Choix du traitement : l’éthique et la loi
C. Huriet
Sénateur Honoraire, Président du Comité d’Ethique à l’UNESCO

Arrêt de traitement
À l’heure où certain pays débattent sur l’euthanasie, le Professeur Claude Huriet a soulevé la question de la décision de l’arrêt d’un programme d’épuration extra-rénale. La notion d’acharnement thérapeutique peut parfois prendre ici toute sa valeur. Il est rappelé qu’en France, aucun droit de provoquer la mort n’est autorisé. En revanche, tout patient ayant ses capacités mentales a droit de décision sur la poursuite de son traitement. Dans le cadre de la dialyse, si un arrêt doit être envisagé, la décision ne peut être isolée, ni solitaire.


Actualisation
Choix du traitement – Article L 1111-2 du code de Santé publique : Le principe du devoir d’information est défini par la loi du 4 mars 2002 de la façon suivante :Toute personne a le droit d’être informée sur son état de santé ”. La loi du 4 mars 2002 dissocie le devoir d’information en deux étapes : l’information préalable à l’acte et l’information postérieure à l’acte. La question est posée sur les limites à donner concernant l’information des risques encourus qui peuvent être parfois décourageants, voire effrayants pour le patient.

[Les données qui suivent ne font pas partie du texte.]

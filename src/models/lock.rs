//! Product lock and leader descriptor
//!
//! Both live at the same `pd` key. Creation never overwrites, so whoever
//! creates the key first holds the product until it deletes the key.

use chrono::{DateTime, Utc};
use serde::{Deserialize, Serialize};
use tracing::info;
use uuid::Uuid;

use super::paths::Paths;
use super::store::Store;
use super::decode;
use crate::client::CoordClient;
use crate::common::{current_hostname, Result};

/// Identity of a lock holder
#[derive(Debug, Clone, PartialEq, Eq, Serialize, Deserialize)]
pub struct Lock {
    pub hostname: String,
    pub pid: u32,
}

impl Lock {
    /// Lock identity of the current process
    pub fn new() -> Self {
        Self {
            hostname: current_hostname(),
            pid: std::process::id(),
        }
    }

    /// `hostname-pid`
    pub fn name(&self) -> String {
        format!("{}-{}", self.hostname, self.pid)
    }
}

impl Default for Lock {
    fn default() -> Self {
        Self::new()
    }
}

/// Leader descriptor stored while a topology manager holds the product
#[derive(Debug, Clone, PartialEq, Eq, Serialize, Deserialize)]
pub struct Topom {
    pub token: String,
    pub start_time: DateTime<Utc>,
    pub admin_addr: String,
    pub product_name: String,
    pub pid: u32,
    pub pwd: String,
    pub sys: String,
    pub hostname: String,
}

impl Topom {
    pub fn new(product: &str, admin_addr: &str) -> Self {
        Self {
            token: Uuid::new_v4().to_string(),
            start_time: Utc::now(),
            admin_addr: admin_addr.to_string(),
            product_name: product.to_string(),
            pid: std::process::id(),
            pwd: std::env::current_dir()
                .map(|p| p.display().to_string())
                .unwrap_or_default(),
            sys: format!("{} {}", std::env::consts::OS, std::env::consts::ARCH),
            hostname: current_hostname(),
        }
    }
}

/// Read the leader descriptor of a product
pub async fn load_topom(
    client: &dyn CoordClient,
    paths: &Paths,
    must: bool,
) -> Result<Option<Topom>> {
    let path = paths.lock();
    match client.read(&path, must).await? {
        Some(data) => Ok(Some(decode(&path, &data)?)),
        None => Ok(None),
    }
}

impl Store {
    /// Take the product lock for this process; `AlreadyExists` if held
    pub async fn lock(&self) -> Result<()> {
        let lock = Lock::new();
        self.create_json(&self.paths().lock(), &lock).await?;
        info!(holder = %lock.name(), "product lock acquired");
        Ok(())
    }

    /// Drop the product lock; succeeds when nobody holds it
    pub async fn unlock(&self) -> Result<()> {
        self.client().delete(&self.paths().lock()).await?;
        info!("product lock released");
        Ok(())
    }

    /// Take the product lock and publish `topom` as its holder
    pub async fn acquire(&self, topom: &Topom) -> Result<()> {
        self.create_json(&self.paths().lock(), topom).await?;
        info!(token = %topom.token, admin = %topom.admin_addr, "leadership acquired");
        Ok(())
    }

    pub async fn release(&self) -> Result<()> {
        self.client().delete(&self.paths().lock()).await?;
        info!("leadership released");
        Ok(())
    }

    pub async fn load_topom(&self, must: bool) -> Result<Option<Topom>> {
        load_topom(self.client().as_ref(), self.paths(), must).await
    }

    // === Active CLI registry ===

    pub async fn register_active_cli(&self, lock: &Lock) -> Result<()> {
        self.update_json(&self.paths().cli(&lock.name()), lock)
            .await
    }

    pub async fn unregister_active_cli(&self, name: &str) -> Result<()> {
        self.client().delete(&self.paths().cli(name)).await
    }
}

#[cfg(test)]
mod tests {
    use super::*;

    #[test]
    fn test_lock_name() {
        let lock = Lock {
            hostname: "node-a".into(),
            pid: 4242,
        };
        assert_eq!(lock.name(), "node-a-4242");
        assert_eq!(
            serde_json::to_string(&lock).unwrap(),
            r#"{"hostname":"node-a","pid":4242}"#
        );
    }

    #[test]
    fn test_topom_identity() {
        let topom = Topom::new("demo", "10.0.0.1:18080");
        assert_eq!(topom.pid, std::process::id());
        assert!(Uuid::parse_str(&topom.token).is_ok());
        let back: Topom =
            serde_json::from_slice(&serde_json::to_vec(&topom).unwrap()).unwrap();
        assert_eq!(back, topom);
    }
}
//! Coordination client contract
//!
//! Every backend adapter exposes the same ZooKeeper-flavoured surface: plain
//! nodes, sequential children, one-shot child watches and session-bound
//! (ephemeral) nodes. Backends are picked by name through [`new_client`].
//!
//! - `etcd`: etcd v3, sequential children emulated by [`OrderedKeyClient`]
//! - `memory`: the same adapter over an in-process key space
//! - `zk`, `zookeeper`, `etcdv2`: adapters that live outside this crate

use async_trait::async_trait;
use std::sync::Arc;
use std::time::Duration;
use tokio::sync::{oneshot, watch};

pub mod etcd;
pub mod flat;
pub mod memory;
pub mod ordered;

pub use etcd::EtcdKv;
pub use flat::{FlatKv, KvEvent, KvEventKind, LeaseId, Revision};
pub use memory::MemKv;
pub use ordered::{EtcdClient, MemoryClient, OrderedKeyClient};

use crate::common::{CoordinatorConfig, Error, Result};

/// Default per-call timeout
pub const DEFAULT_TIMEOUT: Duration = Duration::from_secs(5);

/// Default TTL of the session lease behind ephemeral nodes
pub const DEFAULT_SESSION_TTL_SECS: i64 = 10;

/// Signal delivered by an [`OrderedWatch`]
#[derive(Debug, Clone, Copy, PartialEq, Eq)]
pub enum Event {
    /// A child was created under the watched directory
    ChildrenChanged,
    /// The watch ended without a change (client closed, stream lost)
    NotWatching,
}

impl std::fmt::Display for Event {
    fn fmt(&self, f: &mut std::fmt::Formatter<'_>) -> std::fmt::Result {
        match self {
            Event::ChildrenChanged => write!(f, "EventNodeChildrenChanged"),
            Event::NotWatching => write!(f, "EventNotWatching"),
        }
    }
}

/// One-shot notification armed by [`CoordClient::watch_in_order`].
///
/// Armed until it yields exactly one [`Event`]; consuming it with
/// [`fired`](Self::fired) is the only way out, so it cannot fire twice.
/// Continuous monitoring means: consume, re-list, arm a new watch.
#[derive(Debug)]
pub struct OrderedWatch {
    rx: oneshot::Receiver<Event>,
}

impl OrderedWatch {
    pub(crate) fn new(rx: oneshot::Receiver<Event>) -> Self {
        Self { rx }
    }

    /// Wait for the single event
    pub async fn fired(self) -> Event {
        self.rx.await.unwrap_or(Event::NotWatching)
    }

    /// Non-blocking poll; `None` while still armed
    pub fn try_fired(&mut self) -> Option<Event> {
        match self.rx.try_recv() {
            Ok(event) => Some(event),
            Err(oneshot::error::TryRecvError::Empty) => None,
            Err(oneshot::error::TryRecvError::Closed) => Some(Event::NotWatching),
        }
    }
}

/// Resolves once the session owning an ephemeral node is gone
#[derive(Debug, Clone)]
pub struct SessionSignal {
    rx: watch::Receiver<bool>,
}

impl SessionSignal {
    pub(crate) fn new(rx: watch::Receiver<bool>) -> Self {
        Self { rx }
    }

    /// Wait until the session is lost or its client is closed
    pub async fn lost(self) {
        until_set(self.rx).await
    }

    pub fn is_lost(&self) -> bool {
        *self.rx.borrow() || self.rx.has_changed().is_err()
    }
}

/// Resolve once the flag turns true or its sender is dropped
pub(crate) async fn until_set(mut rx: watch::Receiver<bool>) {
    loop {
        let set = *rx.borrow_and_update();
        if set || rx.changed().await.is_err() {
            return;
        }
    }
}

#[async_trait]
pub trait CoordClient: Send + Sync {
    /// Create a node; fails with `AlreadyExists` instead of overwriting
    async fn create(&self, path: &str, data: &[u8]) -> Result<()>;

    /// Upsert a node
    async fn update(&self, path: &str, data: &[u8]) -> Result<()>;

    /// Remove a node. Removing an absent node succeeds: etcd reports zero
    /// deletions rather than an error (ZooKeeper would say `NoNode`).
    async fn delete(&self, path: &str) -> Result<()>;

    /// Read a node; an absent node is `NotFound` when `must`, `None` otherwise
    async fn read(&self, path: &str, must: bool) -> Result<Option<Vec<u8>>>;

    /// Every node below `path`, ascending; empty is `NotADirectory` when `must`
    async fn list(&self, path: &str, must: bool) -> Result<Vec<String>>;

    /// Create a sequential child of `dir`; returns its full path
    async fn create_in_order(&self, dir: &str, data: &[u8]) -> Result<String>;

    /// Current children of `dir` plus a watch armed for the next created child
    async fn watch_in_order(&self, dir: &str) -> Result<(OrderedWatch, Vec<String>)>;

    /// Create a node that disappears with this client's session
    async fn create_ephemeral(&self, path: &str, data: &[u8]) -> Result<SessionSignal>;

    /// Sequential variant of [`create_ephemeral`](Self::create_ephemeral)
    async fn create_ephemeral_in_order(
        &self,
        dir: &str,
        data: &[u8],
    ) -> Result<(SessionSignal, String)>;

    /// Release backend resources; later calls fail with `ClosedClient`
    async fn close(&self) -> Result<()>;
}

/// Split `host:port,host:port` into endpoint URLs
pub fn parse_endpoints(addrlist: &str) -> Vec<String> {
    addrlist
        .split(',')
        .map(str::trim)
        .filter(|s| !s.is_empty())
        .map(|s| {
            if s.contains("://") {
                s.to_string()
            } else {
                format!("http://{}", s)
            }
        })
        .collect()
}

/// Parse an optional `user:password`
pub fn parse_auth(auth: &str) -> Result<Option<(String, String)>> {
    if auth.is_empty() {
        return Ok(None);
    }
    match auth.split_once(':') {
        Some((user, password)) if !user.is_empty() => {
            Ok(Some((user.to_string(), password.to_string())))
        }
        _ => Err(Error::InvalidAuth),
    }
}

/// Build a coordination client by backend name
pub async fn new_client(
    coordinator: &str,
    addrlist: &str,
    auth: &str,
    timeout: Duration,
) -> Result<Arc<dyn CoordClient>> {
    build(coordinator, addrlist, auth, timeout, DEFAULT_SESSION_TTL_SECS).await
}

/// Build a coordination client from configuration
pub async fn connect(cfg: &CoordinatorConfig) -> Result<Arc<dyn CoordClient>> {
    build(
        &cfg.name,
        &cfg.addrs,
        &cfg.auth,
        cfg.timeout(),
        cfg.session_ttl_secs,
    )
    .await
}

async fn build(
    coordinator: &str,
    addrlist: &str,
    auth: &str,
    timeout: Duration,
    session_ttl: i64,
) -> Result<Arc<dyn CoordClient>> {
    let timeout = if timeout.is_zero() {
        DEFAULT_TIMEOUT
    } else {
        timeout
    };
    match coordinator {
        "etcd" => {
            let auth = parse_auth(auth)?;
            let kv = EtcdKv::connect(parse_endpoints(addrlist), auth).await?;
            Ok(Arc::new(
                OrderedKeyClient::new(Arc::new(kv), timeout).with_session_ttl(session_ttl),
            ))
        }
        "memory" => Ok(Arc::new(
            OrderedKeyClient::new(Arc::new(MemKv::new()), timeout).with_session_ttl(session_ttl),
        )),
        "zk" | "zookeeper" | "etcdv2" => {
            Err(Error::UnsupportedCoordinator(coordinator.to_string()))
        }
        other => Err(Error::InvalidCoordinator(other.to_string())),
    }
}
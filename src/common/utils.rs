//! Utility functions for shardmeta

use once_cell::sync::Lazy;
use regex::Regex;
use std::time::{Duration, SystemTime, UNIX_EPOCH};

static PRODUCT_NAME: Lazy<Regex> =
    Lazy::new(|| Regex::new(r"^\w[\w.\-]*$").expect("static product name pattern"));

/// Validate a product (cluster namespace) name
pub fn validate_product(name: &str) -> crate::Result<()> {
    if PRODUCT_NAME.is_match(name) {
        Ok(())
    } else {
        Err(crate::Error::InvalidProductName(name.to_string()))
    }
}

/// Parse duration string (e.g., "30s", "5m", "1h", "7d")
pub fn parse_duration(s: &str) -> crate::Result<Duration> {
    let s = s.trim();
    if s.is_empty() {
        return Err(crate::Error::InvalidConfig("empty duration".into()));
    }

    let (num_str, unit) = if let Some(num) = s.strip_suffix("ms") {
        (num, "ms")
    } else {
        s.split_at(s.len() - s.chars().last().map_or(0, char::len_utf8))
    };

    let num: u64 = num_str
        .parse()
        .map_err(|_| crate::Error::InvalidConfig(format!("invalid duration: {}", s)))?;

    let scale = match unit {
        "ms" => return Ok(Duration::from_millis(num)),
        "s" => 1,
        "m" => 60,
        "h" => 3600,
        "d" => 86400,
        _ => {
            return Err(crate::Error::InvalidConfig(format!(
                "unknown duration unit: {}",
                unit
            )))
        }
    };

    num.checked_mul(scale)
        .map(Duration::from_secs)
        .ok_or_else(|| crate::Error::InvalidConfig(format!("duration out of range: {}", s)))
}

/// Get current Unix timestamp (seconds)
pub fn timestamp_now() -> i64 {
    SystemTime::now()
        .duration_since(UNIX_EPOCH)
        .map(|d| d.as_secs() as i64)
        .unwrap_or_default()
}

/// Best-effort host name of this process
pub fn current_hostname() -> String {
    std::env::var("HOSTNAME")
        .ok()
        .filter(|h| !h.is_empty())
        .or_else(|| {
            std::fs::read_to_string("/etc/hostname")
                .ok()
                .map(|h| h.trim().to_string())
                .filter(|h| !h.is_empty())
        })
        .unwrap_or_else(|| "localhost".to_string())
}
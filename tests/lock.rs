//! Product lock, leader descriptor and the active CLI registry

use shardmeta::client::{CoordClient, MemKv, OrderedKeyClient};
use shardmeta::models::{load_topom, Lock, Paths, Store, Topom};
use shardmeta::Error;
use std::sync::Arc;
use std::time::Duration;
use tokio_test::assert_ok;

fn store_on(kv: &Arc<MemKv>) -> Store {
    let client: Arc<dyn CoordClient> =
        Arc::new(OrderedKeyClient::new(kv.clone(), Duration::from_secs(1)));
    Store::new(client, "demo").unwrap()
}

#[tokio::test]
async fn test_lock_twice_then_unlock() {
    let store = store_on(&Arc::new(MemKv::new()));
    assert_ok!(store.lock().await);

    let err = store.lock().await.unwrap_err();
    assert!(err.is_already_exists());

    assert_ok!(store.unlock().await);
    assert_ok!(store.lock().await);

    let raw = store
        .client()
        .read(&store.paths().lock(), true)
        .await
        .unwrap()
        .unwrap();
    let holder: Lock = serde_json::from_slice(&raw).unwrap();
    assert_eq!(holder.pid, std::process::id());
}

#[tokio::test]
async fn test_unlock_without_lock_succeeds() {
    let store = store_on(&Arc::new(MemKv::new()));
    assert_ok!(store.unlock().await);
    assert_ok!(store.release().await);
}

#[tokio::test]
async fn test_lock_excludes_other_processes() {
    let kv = Arc::new(MemKv::new());
    let first = store_on(&kv);
    let second = store_on(&kv);

    assert_ok!(first.lock().await);
    assert!(matches!(second.lock().await, Err(Error::AlreadyExists(_))));

    first.unlock().await.unwrap();
    assert_ok!(second.lock().await);
}

#[tokio::test]
async fn test_acquire_publishes_leader() {
    let kv = Arc::new(MemKv::new());
    let leader = store_on(&kv);
    let follower = store_on(&kv);

    assert_eq!(follower.load_topom(false).await.unwrap(), None);
    assert!(matches!(
        follower.load_topom(true).await,
        Err(Error::NotFound(_))
    ));

    let topom = Topom::new("demo", "10.0.0.1:18080");
    leader.acquire(&topom).await.unwrap();

    assert_eq!(follower.load_topom(true).await.unwrap(), Some(topom.clone()));
    let via_client = load_topom(follower.client().as_ref(), &Paths::new("demo"), true)
        .await
        .unwrap();
    assert_eq!(via_client, Some(topom.clone()));

    let rival = Topom::new("demo", "10.0.0.2:18080");
    assert!(follower.acquire(&rival).await.unwrap_err().is_already_exists());
    // and a plain lock is refused too
    assert!(follower.lock().await.unwrap_err().is_already_exists());

    leader.release().await.unwrap();
    assert_eq!(follower.load_topom(false).await.unwrap(), None);
    assert_ok!(follower.acquire(&rival).await);
}

#[tokio::test]
async fn test_products_do_not_share_locks() {
    let kv = Arc::new(MemKv::new());
    let client: Arc<dyn CoordClient> =
        Arc::new(OrderedKeyClient::new(kv, Duration::from_secs(1)));
    let a = Store::new(client.clone(), "alpha").unwrap();
    let b = Store::new(client, "beta").unwrap();

    assert_ok!(a.lock().await);
    assert_ok!(b.lock().await);
}

#[tokio::test]
async fn test_active_cli_registry() {
    let store = store_on(&Arc::new(MemKv::new()));
    let me = Lock::new();
    let path = store.paths().cli(&me.name());

    store.register_active_cli(&me).await.unwrap();
    // re-registering is an upsert
    store.register_active_cli(&me).await.unwrap();
    assert!(store.exists(&path).await.unwrap());
    assert_eq!(
        store
            .client()
            .list(&store.paths().cli_dir(), true)
            .await
            .unwrap(),
        vec![path.clone()]
    );

    store.unregister_active_cli(&me.name()).await.unwrap();
    assert!(!store.exists(&path).await.unwrap());
}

Consentement éclairé – Article L. 1122-1 du code de Santé publique : Préalablement à la réalisation d’une recherche biomédicale sur une personne, le consentement libre, éclairé et exprès de celle-ci, doit être recueilli après que l’investigateur, ou un médecin qui le représente […] Il est rappelé que le 04/03/2002, la notion de personne de confiance a été introduite par l’article L. 1111-6 du code de Santé publique : “ Toute personne majeure peut désigner une personne de confiance qui peut être un parent, un proche ou le médecin traitant, et qui sera consultée au cas où elle-même serait hors d’état d’exprimer sa volonté et de recevoir l’information nécessaire à cette fin.

Bioéthique – La loi du 06/08/2004 prévoit le remplacement de l’Agence pour la Procréation, l’Embryologie et la Génétique Humaines (APEGH) par l’Agence de la Biomédecine, qui sera en charge des missions de l’Etablissement Français des Greffes (EFG) et de celles prévues pour l’APEGH. Cette nouvelle agence obtient des compétences plus larges, qui vont des règles de bonnes pratiques au suivi de l’état de santé des donneurs vivants.

Don d’organe – Greffes de donneur vivant, seconde lecture au Sénat (06/06/2004). Le texte issu de l’Assemblée prévoyait la possibilité d’un don du vivant, sans préalable, du père et de la mère, et, par dérogation seulement, du conjoint, du frère, de la sœur, du fils, de la fille, des grands-parents, de l’oncle, de la tante, du(de la) cousin(e) germain(e), du conjoint du père ou de la mère ou toute personne faisant la preuve d’une vie commune d’au moins deux ans avec le receveur. Les sénateurs ont élargi cette possibilité de prélèvement d’organes “ au fils ou fille, frère ou sœur ou conjoint du receveur ”, en plus des parents. Les autres membres de la famille (oncle, tante, cousin, concubin, etc.), devront obtenir une dérogation.